Ministry of Housing & Urban Poverty Alleviation had notified 69 of the total 92 sections of the Act. A proposal for a law for Real Estate was first mooted at the National Conference of Housing Ministers of States and Union Territories in January, 2009.

Early setting up of Real Estate Regulatory Authorities with whom all real estate projects have to be registered and Appellate Tribunals for adjudication of disputes is the key for providing early relief and protection to the large number of buyers of properties.

The Act empowers appropriate Governments to designate any officer preferably Secretary of the Department dealing with Housing, as the interim Regulatory Authority until the establishment of Regulatory Authority under the provisions of the Act.
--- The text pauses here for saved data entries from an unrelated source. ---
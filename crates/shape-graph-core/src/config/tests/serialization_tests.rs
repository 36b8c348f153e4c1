//! Tests for configuration (de)serialization.

use std::io::Write;

use crate::config::{Config, SourceKind};
use crate::graph_linking::{KPolicy, SearchStrategy};

#[test]
fn test_toml_roundtrip() {
    let config = Config::default_config();
    let text = toml::to_string(&config).expect("serialize");
    let back: Config = toml::from_str(&text).expect("deserialize");
    assert_eq!(back, config);
}

#[test]
fn test_partial_toml_uses_defaults() {
    let text = r#"
        [knn]
        k = 10
        k_policy = "strict"
        strategy = "kd_tree"

        [source]
        kind = "synthetic"
        synthetic_count = 256
    "#;

    let config: Config = toml::from_str(text).expect("deserialize");
    assert_eq!(config.knn.k, 10);
    assert_eq!(config.knn.k_policy, KPolicy::Strict);
    assert_eq!(config.knn.strategy, SearchStrategy::KdTree);
    assert!(!config.knn.parallel);
    assert_eq!(config.source.kind, SourceKind::Synthetic);
    assert_eq!(config.source.synthetic_count, 256);
    assert_eq!(config.render.width, 800);
}

#[test]
fn test_from_file() {
    let mut file = tempfile::NamedTempFile::new().expect("temp file");
    writeln!(file, "[knn]\nk = 3\n\n[render]\ndraw_edges = true").expect("write");

    let config = Config::from_file(file.path()).expect("load");
    assert_eq!(config.knn.k, 3);
    assert!(config.render.draw_edges);
}

#[test]
fn test_from_file_rejects_invalid_values() {
    let mut file = tempfile::NamedTempFile::new().expect("temp file");
    writeln!(file, "[knn]\nk = 0").expect("write");

    let err = Config::from_file(file.path()).unwrap_err();
    assert!(matches!(err, crate::error::CoreError::InvalidK { k: 0 }));
}

#[test]
fn test_from_file_missing() {
    let err = Config::from_file(std::path::Path::new("/nonexistent/shape-graph.toml")).unwrap_err();
    assert!(err.to_string().contains("Failed to read config file"));
}
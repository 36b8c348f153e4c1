//! Full pipeline: point source → K-NN graph → scatter plot.
//!
//! # Usage
//!
//! ```bash
//! # First Airplane sample of a local ShapeNet copy, k = 6
//! shape-graph run --root /tmp/ShapeNet --category Airplane
//!
//! # Synthetic sphere with edges drawn
//! shape-graph run --source synthetic --count 500 --draw-edges --output sphere.svg
//! ```

use std::path::PathBuf;

use clap::Args;
use tracing::info;

use shape_graph_core::render::{ScatterColumns, ScatterRenderer, SvgScatterRenderer};
use shape_graph_core::Config;

use super::args::{KnnArgs, SourceArgs};
use super::{fail, load_graph};
use crate::error::CliExitCode;

/// Arguments for the run command.
#[derive(Args, Debug)]
pub struct RunArgs {
    #[command(flatten)]
    pub source: SourceArgs,

    #[command(flatten)]
    pub knn: KnnArgs,

    /// SVG output path
    #[arg(short, long)]
    pub output: Option<PathBuf>,

    /// Draw K-NN edges under the points
    #[arg(long)]
    pub draw_edges: bool,

    /// View azimuth in degrees
    #[arg(long, allow_hyphen_values = true)]
    pub azimuth: Option<f32>,

    /// View elevation in degrees
    #[arg(long, allow_hyphen_values = true)]
    pub elevation: Option<f32>,
}

impl RunArgs {
    fn apply(&self, config: &mut Config) {
        self.source.apply(config);
        self.knn.apply(config);
        if let Some(output) = &self.output {
            config.render.output = output.clone();
        }
        if self.draw_edges {
            config.render.draw_edges = true;
        }
        if let Some(azimuth) = self.azimuth {
            config.render.azimuth_deg = azimuth;
        }
        if let Some(elevation) = self.elevation {
            config.render.elevation_deg = elevation;
        }
    }
}

/// Execute the run command.
///
/// # Returns
///
/// Exit code (see [`CliExitCode`]).
pub fn handle_run(args: RunArgs, mut config: Config) -> i32 {
    args.apply(&mut config);

    let graph = match load_graph(&config) {
        Ok(graph) => graph,
        Err(e) => return fail("Failed to build K-NN graph", &e),
    };

    let renderer = SvgScatterRenderer::new(config.render.clone());
    let scatter = ScatterColumns::from(graph.points());
    if let Err(e) = renderer.render(&scatter, Some(graph.edges())) {
        return fail("Failed to render scatter plot", &e);
    }

    info!("Wrote {}", config.render.output.display());
    println!(
        "{} points, {} edges (k = {}) -> {}",
        graph.node_count(),
        graph.edge_count(),
        graph.k(),
        config.render.output.display()
    );
    CliExitCode::Success.into()
}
Under the directions of the Minister of Housing & Urban Poverty Alleviation Shri M. Venkaiah Naidu, a Committee chaired by Secretary (HUPA) has already commenced work on formulation of Model Rules under the Act for the benefit of States and UTs so that they could come out with Rules in quick time besides ensuring uniformity across the country.

Major dilutions under the Realty Act

States such as Odisha and Bihar have notified rules that are completely in sync with the one notified by the Union housing and poverty alleviation ministry.

Haryana’s draft rules have completely left out disclosures by builders on the sanctioned plan, layout and specifications at the time of booking with all subsequent changes till date.

In Maharashtra, a provision has been included to allow builders to take out or divest from a project after occupancy certificate has been issued. This means, the builder can pull out its entire investment before completion of common areas, facilities and amenities.

In UP, the norms related to compounding of offences have been diluted as no specific amount has been mentioned.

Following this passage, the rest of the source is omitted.